This afternoon, an automated bot at Quora suggested that I answer a reader question. Quora is essentially an “Ask the expert” web site. It is the world’s largest, cataloged and indexed Q&A repository.

This is the question I was asked to answer:

Some pundits believe Bitcoin is a fad, while others seem to feel that it is better than sliced bread. I like sliced bread.* Is Bitcoin really that cool? —Or is it just a lot of Geeky hype?

One other columnist answered before me. Normally, I pass on an invitation, if a question has already been answered. But in this case, the individual answering the question has yet to see the light. He has wandered into the Church of the Blockchain, but he just didn’t realize that the man sweeping the floor is the prophet.

Here then is my answer, regarding Bitcoin, the blockchain and sliced bread…

I respectfully disagree with Jim Euclid. He answered this question too. Perhaps it is arrogant of me to state with confidence that he will change his mind, if he is still around in another 30 or 40 years. So will everyone reading this.

Bitcoin and the blockchain were introduced together in a white paper by a quasi-anonymous developer in October 2008. He or they used a pseudonym, but communicated with a broad group of developers before and after unveiling the solution to an age old problem of math, logistics and cryptography.

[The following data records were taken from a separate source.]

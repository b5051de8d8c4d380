// SPDX-License-Identifier: AGPL-3.0-only
// Copyright (C) 2024 Jonathan Lee
// This program is free software: you can redistribute it and/or modify
// it under the terms of the GNU Affero General Public License version 3
// as published by the Free Software Foundation.
// This program is distributed in the hope that it will be useful,
// but WITHOUT ANY WARRANTY; without even the implied warranty of
// MERCHANTABILITY or FITNESS FOR A PARTICULAR PURPOSE.
// See the GNU Affero General Public License for more details.
// You should have received a copy of the GNU Affero General Public License
// along with this program. If not, see https://www.gnu.org/licenses/.

//! Restricted evaluator for generated analysis scripts.
//!
//! Scripts see four bindings (`conn`, `pd`, `np`, `datetime`) and nothing
//! else. Every statement, call and row-level table operation is charged
//! against a gas budget, printed output is captured, and the interesting
//! bindings are exported as plain data once the run ends so the interpreter's
//! single-threaded values never leave the worker thread.

mod args;
mod builtins;
mod dates;
pub mod error;
mod format;
pub mod interpreter;
mod numpy;
mod ops;
mod pandas;
mod stats;
mod value;

pub use error::{ScriptError, TraceFrame};
pub use interpreter::{Interpreter, SandboxLimits};

use crate::script::parse;
use crate::store::ReadOnlyConnection;
use crate::tabular::Table;
use serde_json::{Map, Number, Value as JsonValue};
use std::sync::Arc;
use tracing::debug;
use value::Value;

/// A binding read back after the run.
#[derive(Debug, Clone, PartialEq)]
pub enum Exported {
    Missing,
    Frame(Table),
    Mapping(Map<String, JsonValue>),
    /// A mapping with an entry that cannot travel as plain data.
    Unportable { key: String, type_name: String },
    Other(String),
}

impl Exported {
    pub fn type_name(&self) -> &str {
        match self {
            Exported::Missing => "NoneType",
            Exported::Frame(_) => "DataFrame",
            Exported::Mapping(_) | Exported::Unportable { .. } => "dict",
            Exported::Other(name) => name,
        }
    }
}

#[derive(Debug, Clone)]
pub struct RunFailure {
    pub kind: String,
    pub message: String,
    pub traceback: String,
    pub budget_exhausted: bool,
}

#[derive(Debug, Clone)]
pub struct SandboxRun {
    pub output: String,
    pub gas_used: u64,
    pub outcome: Result<(Exported, Exported), RunFailure>,
}

/// Plain-data form of a script value; `None` when the value has no such form.
fn portable(value: &Value, date_format: &str) -> Option<JsonValue> {
    let json = match value {
        Value::None => JsonValue::Null,
        Value::Bool(v) => JsonValue::Bool(*v),
        Value::Int(v) => JsonValue::from(*v),
        Value::Float(v) => Number::from_f64(*v).map_or(JsonValue::Null, JsonValue::Number),
        Value::Str(v) => JsonValue::String(v.clone()),
        Value::Date(v) => JsonValue::String(v.format(date_format).to_string()),
        Value::DateTime(v) => JsonValue::String(v.format(date_format).to_string()),
        Value::Delta(_) => JsonValue::String(format::to_str(value)),
        Value::List(items) => JsonValue::Array(
            items
                .borrow()
                .iter()
                .map(|item| portable(item, date_format))
                .collect::<Option<_>>()?,
        ),
        Value::Tuple(items) => JsonValue::Array(
            items
                .iter()
                .map(|item| portable(item, date_format))
                .collect::<Option<_>>()?,
        ),
        Value::Series(series) => JsonValue::Array(series.data.to_json_values(date_format)),
        Value::Dict(entries) => {
            let mut map = Map::new();
            for (key, item) in entries.borrow().iter() {
                map.insert(format::to_str(&key.to_value()), portable(item, date_format)?);
            }
            JsonValue::Object(map)
        }
        _ => return None,
    };
    Some(json)
}

fn export(binding: Option<Value>, date_format: &str) -> Exported {
    match binding {
        None => Exported::Missing,
        Some(Value::Frame(table)) => Exported::Frame(table.borrow().clone()),
        Some(Value::Dict(entries)) => {
            let mut map = Map::new();
            for (key, item) in entries.borrow().iter() {
                let key = format::to_str(&key.to_value());
                match portable(item, date_format) {
                    Some(json) => {
                        map.insert(key, json);
                    }
                    None => {
                        return Exported::Unportable {
                            key,
                            type_name: item.type_name(),
                        }
                    }
                }
            }
            Exported::Mapping(map)
        }
        Some(other) => Exported::Other(other.type_name()),
    }
}

/// Parses and runs `source`, then exports `result_binding` and `summary_binding`.
///
/// Blocking; the harness calls it from a worker thread.
pub fn run_script(
    source: &str,
    limits: SandboxLimits,
    connection: Option<Arc<dyn ReadOnlyConnection>>,
    bindings: (&str, &str),
    date_format: &str,
) -> SandboxRun {
    let program = match parse(source) {
        Ok(program) => program,
        Err(err) => {
            return SandboxRun {
                output: String::new(),
                gas_used: 0,
                outcome: Err(RunFailure {
                    kind: "SyntaxError".to_string(),
                    message: err.to_string(),
                    traceback: format!("SyntaxError: {err}"),
                    budget_exhausted: false,
                }),
            }
        }
    };
    let mut interpreter = Interpreter::new(limits, connection);
    let outcome = interpreter.run(&program);
    let gas_used = interpreter.gas_used();
    debug!(gas_used, ok = outcome.is_ok(), "Script finished");
    let outcome = match outcome {
        Ok(()) => Ok((
            export(interpreter.global(bindings.0), date_format),
            export(interpreter.global(bindings.1), date_format),
        )),
        Err(err) => Err(RunFailure {
            kind: err.kind.clone(),
            message: err.to_string(),
            traceback: err.render_traceback(source),
            budget_exhausted: err.fatal,
        }),
    };
    SandboxRun {
        output: interpreter.take_output(),
        gas_used,
        outcome,
    }
}

#[cfg(test)]
mod tests {
    use super::*;

    const BINDINGS: (&str, &str) = ("result", "data_summary");

    fn run(source: &str) -> SandboxRun {
        run_script(source, SandboxLimits::default(), None, BINDINGS, "%Y-%m-%d")
    }

    #[test]
    fn exports_frame_and_summary() {
        let run = run(
            "result = pd.DataFrame({'a': [1, 2]})\n\
             data_summary = {'rows': len(result), 'day': datetime(2024, 3, 1), 'tags': ['x']}\n\
             print('done')\n",
        );
        let (result, summary) = run.outcome.unwrap();
        assert!(matches!(result, Exported::Frame(ref t) if t.height() == 2));
        let Exported::Mapping(summary) = summary else {
            panic!("summary not exported");
        };
        assert_eq!(summary["rows"], JsonValue::from(2));
        assert_eq!(summary["day"], JsonValue::from("2024-03-01"));
        assert_eq!(summary["tags"], serde_json::json!(["x"]));
        assert_eq!(run.output, "done\n");
    }

    #[test]
    fn reports_actual_binding_types() {
        let run = run("result = 42\n");
        let (result, summary) = run.outcome.unwrap();
        assert_eq!(result, Exported::Other("int".to_string()));
        assert_eq!(summary, Exported::Missing);
    }

    #[test]
    fn frames_inside_summaries_are_unportable() {
        let run = run("result = pd.DataFrame({'a': [1]})\ndata_summary = {'raw': result}\n");
        let (_, summary) = run.outcome.unwrap();
        assert_eq!(
            summary,
            Exported::Unportable {
                key: "raw".to_string(),
                type_name: "DataFrame".to_string()
            }
        );
    }

    #[test]
    fn failures_carry_a_traceback() {
        let run = run("x = 1\ny = x / 0\n");
        let failure = run.outcome.unwrap_err();
        assert_eq!(failure.kind, "ZeroDivisionError");
        assert!(failure.traceback.contains("line 2, in <module>"));
        assert!(failure.traceback.contains("y = x / 0"));
    }
}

Just over 1 year later, Bitcoin began moving between individual owners. And then it began to re-write the history of economics, bookkeeping, consensus, trust and the very democracy that is so precious to us. It is changing what we understand about so many things. But its true contributions have barely even begun.

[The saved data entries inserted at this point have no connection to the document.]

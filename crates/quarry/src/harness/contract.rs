// SPDX-License-Identifier: AGPL-3.0-only
// Copyright (C) 2024 Jonathan Lee
// This program is free software: you can redistribute it and/or modify
// it under the terms of the GNU Affero General Public License version 3
// as published by the Free Software Foundation.
// This program is distributed in the hope that it will be useful,
// but WITHOUT ANY WARRANTY; without even the implied warranty of
// MERCHANTABILITY or FITNESS FOR A PARTICULAR PURPOSE.
// See the GNU Affero General Public License for more details.
// You should have received a copy of the GNU Affero General Public License
// along with this program. If not, see https://www.gnu.org/licenses/.

//! Output contract: a tabular `result` and a mapping `data_summary`.

use crate::sandbox::Exported;
use crate::tabular::Table;
use quarry_contracts::ContractViolation;
use serde_json::{Map, Value};

pub const SUMMARY_BINDING: &str = "data_summary";

fn scalar_hint(expected: &str) -> String {
    format!("Return {expected} instead of int, float, or string")
}

fn result_hint(actual: &str) -> String {
    match actual {
        "dict" => "Return data frame instead of dictionary".to_string(),
        "list" | "tuple" => "Return data frame instead of list".to_string(),
        "int" | "float" | "str" | "bool" => scalar_hint("data frame"),
        "Series" => "Convert the Series with .to_frame() or .reset_index()".to_string(),
        other => format!("Return data frame instead of {other}"),
    }
}

fn summary_hint(actual: &str) -> String {
    match actual {
        "list" | "tuple" => "Return dictionary instead of list".to_string(),
        "int" | "float" | "str" | "bool" => scalar_hint("dictionary"),
        other => format!("Return dictionary instead of {other}"),
    }
}

fn missing(binding: &str, hint: String) -> ContractViolation {
    ContractViolation {
        binding: binding.to_string(),
        actual_type: "NoneType".to_string(),
        message: format!("Code did not produce '{binding}' variable"),
        hint,
    }
}

pub fn check_result(binding: &str, exported: Exported) -> Result<Table, ContractViolation> {
    match exported {
        Exported::Frame(table) => Ok(table),
        Exported::Missing => Err(missing(
            binding,
            format!("Assign a data frame to '{binding}'"),
        )),
        other => {
            let actual = other.type_name().to_string();
            Err(ContractViolation {
                binding: binding.to_string(),
                message: format!("Code generated {actual} instead of DataFrame!"),
                hint: result_hint(&actual),
                actual_type: actual,
            })
        }
    }
}

pub fn check_summary(
    binding: &str,
    exported: Exported,
) -> Result<Map<String, Value>, ContractViolation> {
    match exported {
        Exported::Mapping(map) => Ok(map),
        Exported::Missing => Err(missing(
            binding,
            format!("Assign a dictionary of summary figures to '{binding}'"),
        )),
        Exported::Unportable { key, type_name } => Err(ContractViolation {
            binding: binding.to_string(),
            message: format!("Summary entry '{key}' holds a {type_name}"),
            hint: format!("Reduce '{key}' to numbers, strings, lists or dictionaries"),
            actual_type: "dict".to_string(),
        }),
        other => {
            let actual = other.type_name().to_string();
            Err(ContractViolation {
                binding: binding.to_string(),
                message: format!("Code generated {actual} instead of dictionary!"),
                hint: summary_hint(&actual),
                actual_type: actual,
            })
        }
    }
}

/// Checks both bindings; every violation is reported, not just the first.
pub fn enforce(
    (result_binding, result): (&str, Exported),
    (summary_binding, summary): (&str, Exported),
) -> Result<(Table, Map<String, Value>), Vec<ContractViolation>> {
    match (
        check_result(result_binding, result),
        check_summary(summary_binding, summary),
    ) {
        (Ok(table), Ok(map)) => Ok((table, map)),
        (result, summary) => Err([result.err(), summary.err()]
            .into_iter()
            .flatten()
            .collect()),
    }
}

#[cfg(test)]
mod tests {
    use super::*;
    use crate::tabular::ColumnData;

    fn frame() -> Exported {
        Exported::Frame(Table::new(vec![("a".into(), ColumnData::Int(vec![Some(1)]))]).unwrap())
    }

    #[test]
    fn scalar_result_names_its_type() {
        let err = check_result("result", Exported::Other("int".into())).unwrap_err();
        assert_eq!(err.actual_type, "int");
        assert_eq!(err.message, "Code generated int instead of DataFrame!");
        assert_eq!(err.hint, "Return data frame instead of int, float, or string");
    }

    #[test]
    fn mapping_result_gets_dictionary_hint() {
        let err = check_result("result", Exported::Mapping(Map::new())).unwrap_err();
        assert_eq!(err.actual_type, "dict");
        assert_eq!(err.hint, "Return data frame instead of dictionary");
    }

    #[test]
    fn both_violations_are_reported() {
        let violations = enforce(
            ("result", Exported::Missing),
            (SUMMARY_BINDING, Exported::Other("list".into())),
        )
        .unwrap_err();
        assert_eq!(violations.len(), 2);
        assert_eq!(violations[0].message, "Code did not produce 'result' variable");
        assert_eq!(violations[1].hint, "Return dictionary instead of list");
    }

    #[test]
    fn summary_failure_does_not_mask_a_good_result() {
        let violations = enforce(("result", frame()), (SUMMARY_BINDING, Exported::Missing)).unwrap_err();
        assert_eq!(violations.len(), 1);
        assert_eq!(violations[0].binding, "data_summary");
    }

    #[test]
    fn valid_bindings_pass_through() {
        let mut summary = Map::new();
        summary.insert("rows".into(), Value::from(1));
        let (table, map) = enforce(
            ("result", frame()),
            (SUMMARY_BINDING, Exported::Mapping(summary)),
        )
        .unwrap();
        assert_eq!(table.height(), 1);
        assert_eq!(map["rows"], Value::from(1));
    }
}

Bitcoin is as ‘cool’ an invention as there can be. Like the steam engine, vacuum tube, automobile, television and the internet, it is radically transformative. Each of these inventions has (or will) contribute enormously to human progress and happiness.

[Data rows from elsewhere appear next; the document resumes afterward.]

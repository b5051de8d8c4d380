// SPDX-License-Identifier: AGPL-3.0-only
// Copyright (C) 2024 Jonathan Lee
// This program is free software: you can redistribute it and/or modify
// it under the terms of the GNU Affero General Public License version 3
// as published by the Free Software Foundation.
// This program is distributed in the hope that it will be useful,
// but WITHOUT ANY WARRANTY; without even the implied warranty of
// MERCHANTABILITY or FITNESS FOR A PARTICULAR PURPOSE.
// See the GNU Affero General Public License for more details.
// You should have received a copy of the GNU Affero General Public License
// along with this program. If not, see https://www.gnu.org/licenses/.

use crate::sandbox::error::ScriptError;
use crate::sandbox::interpreter::{Interpreter, SandboxLimits};
use crate::sandbox::value::Value;
use crate::script::parse;
use crate::tabular::{Cell, Table};

fn run(source: &str) -> (Interpreter, Result<(), ScriptError>) {
    let program = parse(source).unwrap();
    let mut interpreter = Interpreter::new(SandboxLimits::default(), None);
    let outcome = interpreter.run(&program);
    (interpreter, outcome)
}

fn frame(interpreter: &Interpreter, name: &str) -> Table {
    match interpreter.global(name) {
        Some(Value::Frame(table)) => table.borrow().clone(),
        other => panic!("{name} is not a frame: {other:?}"),
    }
}

fn strings(interpreter: &Interpreter, name: &str) -> Vec<Option<String>> {
    match interpreter.global(name) {
        Some(Value::List(items)) => items
            .borrow()
            .iter()
            .map(|item| item.as_str().map(str::to_string))
            .collect(),
        other => panic!("{name} is not a list: {other:?}"),
    }
}

#[test]
fn groupby_keeps_keys_as_columns() {
    let (interpreter, outcome) = run(
        "df = pd.DataFrame({'region': ['east', 'west', 'east'], 'sales': [10, 5, 7]})\n\
         out = df.groupby('region')['sales'].sum()\n",
    );
    outcome.unwrap();
    let out = frame(&interpreter, "out");
    assert_eq!(out.column_names(), vec!["region", "sales"]);
    assert_eq!(out.require("region").unwrap().get(0), Cell::Str("east".into()));
    assert_eq!(out.require("sales").unwrap().get(0), Cell::Int(17));
    assert_eq!(out.require("sales").unwrap().get(1), Cell::Int(5));
}

#[test]
fn named_aggregation_and_iloc() {
    let (interpreter, outcome) = run(
        "df = pd.DataFrame({'k': ['a', 'b', 'a'], 'v': [1.0, 2.0, 3.0]})\n\
         g = df.groupby('k').agg(total=('v', 'sum'), n=('v', 'count'))\n\
         first_total = g.iloc[0, 1]\n",
    );
    outcome.unwrap();
    assert_eq!(frame(&interpreter, "g").column_names(), vec!["k", "total", "n"]);
    assert_eq!(interpreter.global("first_total").and_then(|v| v.as_f64()), Some(4.0));
}

#[test]
fn left_merge_keeps_unmatched_rows() {
    let (interpreter, outcome) = run(
        "left = pd.DataFrame({'id': [1, 2, 3], 'v': [1.5, 2.5, 3.5]})\n\
         right = pd.DataFrame({'id': [1, 3], 'name': ['a', 'c']})\n\
         m = left.merge(right, on='id', how='left')\n\
         n = len(m)\n\
         missing = m['name'].isna().sum()\n",
    );
    outcome.unwrap();
    assert_eq!(interpreter.global("n").and_then(|v| v.as_i64()), Some(3));
    assert_eq!(interpreter.global("missing").and_then(|v| v.as_i64()), Some(1));
}

#[test]
fn outer_merge_is_refused() {
    let (_, outcome) = run(
        "a = pd.DataFrame({'id': [1]})\nb = pd.DataFrame({'id': [2]})\nc = a.merge(b, on='id', how='outer')\n",
    );
    assert_eq!(outcome.unwrap_err().kind, "NotImplementedError");
}

#[test]
fn loc_assignment_creates_the_column() {
    let (interpreter, outcome) = run(
        "df = pd.DataFrame({'x': [1, 5, 10]})\n\
         df.loc[df['x'] > 4, 'flag'] = 'big'\n\
         flags = df['flag'].tolist()\n",
    );
    outcome.unwrap();
    assert_eq!(
        strings(&interpreter, "flags"),
        vec![None, Some("big".to_string()), Some("big".to_string())]
    );
}

#[test]
fn string_accessor_chains_into_value_counts() {
    let (interpreter, outcome) = run(
        "s = pd.Series(['East ', 'east', 'West'])\n\
         counts = s.str.strip().str.lower().value_counts()\n\
         top = counts['count'].tolist()[0]\n\
         label = counts['index'].tolist()[0]\n",
    );
    outcome.unwrap();
    assert_eq!(interpreter.global("top").and_then(|v| v.as_i64()), Some(2));
    assert_eq!(
        interpreter.global("label").and_then(|v| v.as_str().map(str::to_string)),
        Some("east".to_string())
    );
}

#[test]
fn datetime_accessor_fields_and_periods() {
    let (interpreter, outcome) = run(
        "d = pd.to_datetime(pd.Series(['2024-01-15', '2024-05-03']))\n\
         months = d.dt.to_period('M').tolist()\n\
         quarters = d.dt.to_period('Q').tolist()\n\
         years = d.dt.year.tolist()\n",
    );
    outcome.unwrap();
    assert_eq!(
        strings(&interpreter, "months"),
        vec![Some("2024-01".to_string()), Some("2024-05".to_string())]
    );
    assert_eq!(
        strings(&interpreter, "quarters"),
        vec![Some("2024Q1".to_string()), Some("2024Q2".to_string())]
    );
}

#[test]
fn pivot_table_spreads_labels_into_columns() {
    let (interpreter, outcome) = run(
        "df = pd.DataFrame({'r': ['a', 'a', 'b'], 'q': ['x', 'y', 'x'], 'v': [1, 2, 3]})\n\
         p = df.pivot_table(values='v', index='r', columns='q', aggfunc='sum', fill_value=0)\n",
    );
    outcome.unwrap();
    let p = frame(&interpreter, "p");
    assert_eq!(p.column_names(), vec!["r", "x", "y"]);
    assert_eq!(p.require("y").unwrap().get(1), Cell::Int(0));
    assert_eq!(p.require("x").unwrap().get(1), Cell::Int(3));
}

#[test]
fn row_wise_apply_sees_rows_as_dicts() {
    let (interpreter, outcome) = run(
        "df = pd.DataFrame({'a': [1, 2], 'b': [10, 20]})\n\
         df['c'] = df.apply(lambda row: row['a'] + row['b'], axis=1)\n\
         total = df['c'].sum()\n",
    );
    outcome.unwrap();
    assert_eq!(interpreter.global("total").and_then(|v| v.as_i64()), Some(33));
}

#[test]
fn writers_are_not_available() {
    let (_, outcome) = run("df = pd.DataFrame({'a': [1]})\ndf.to_csv('out.csv')\n");
    assert_eq!(outcome.unwrap_err().kind, "NotImplementedError");
}

#[test]
fn missing_column_is_a_key_error() {
    let (_, outcome) = run("df = pd.DataFrame({'a': [1]})\nx = df['b']\n");
    assert_eq!(outcome.unwrap_err().kind, "KeyError");
}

The problem that Satoshi solved goes back to Aristotle and has profound social implications for the future of humanity. There is no poetic license or potential for overstating the importance of both Bitcoin and the blockchain. It will impact your life—probably in very positive ways—with a punch that matches the rise of agriculture, indoor plumbing or airline travel.

Sorry, Jim. I respect your opinion, but I see the future a bit more clearly than you. The internet is a vehicle. It is certainly important. But it is only the highway. Bitcoin is the marvel that the internet’s instant, inexpensive and ubiquitous communication was meant to spawn.

I have always felt pride over the fact that I was alive when man first landed on the moon. I was a child and I had nothing to do with that achievement—but somehow, I am gratified that this event intersected with my life.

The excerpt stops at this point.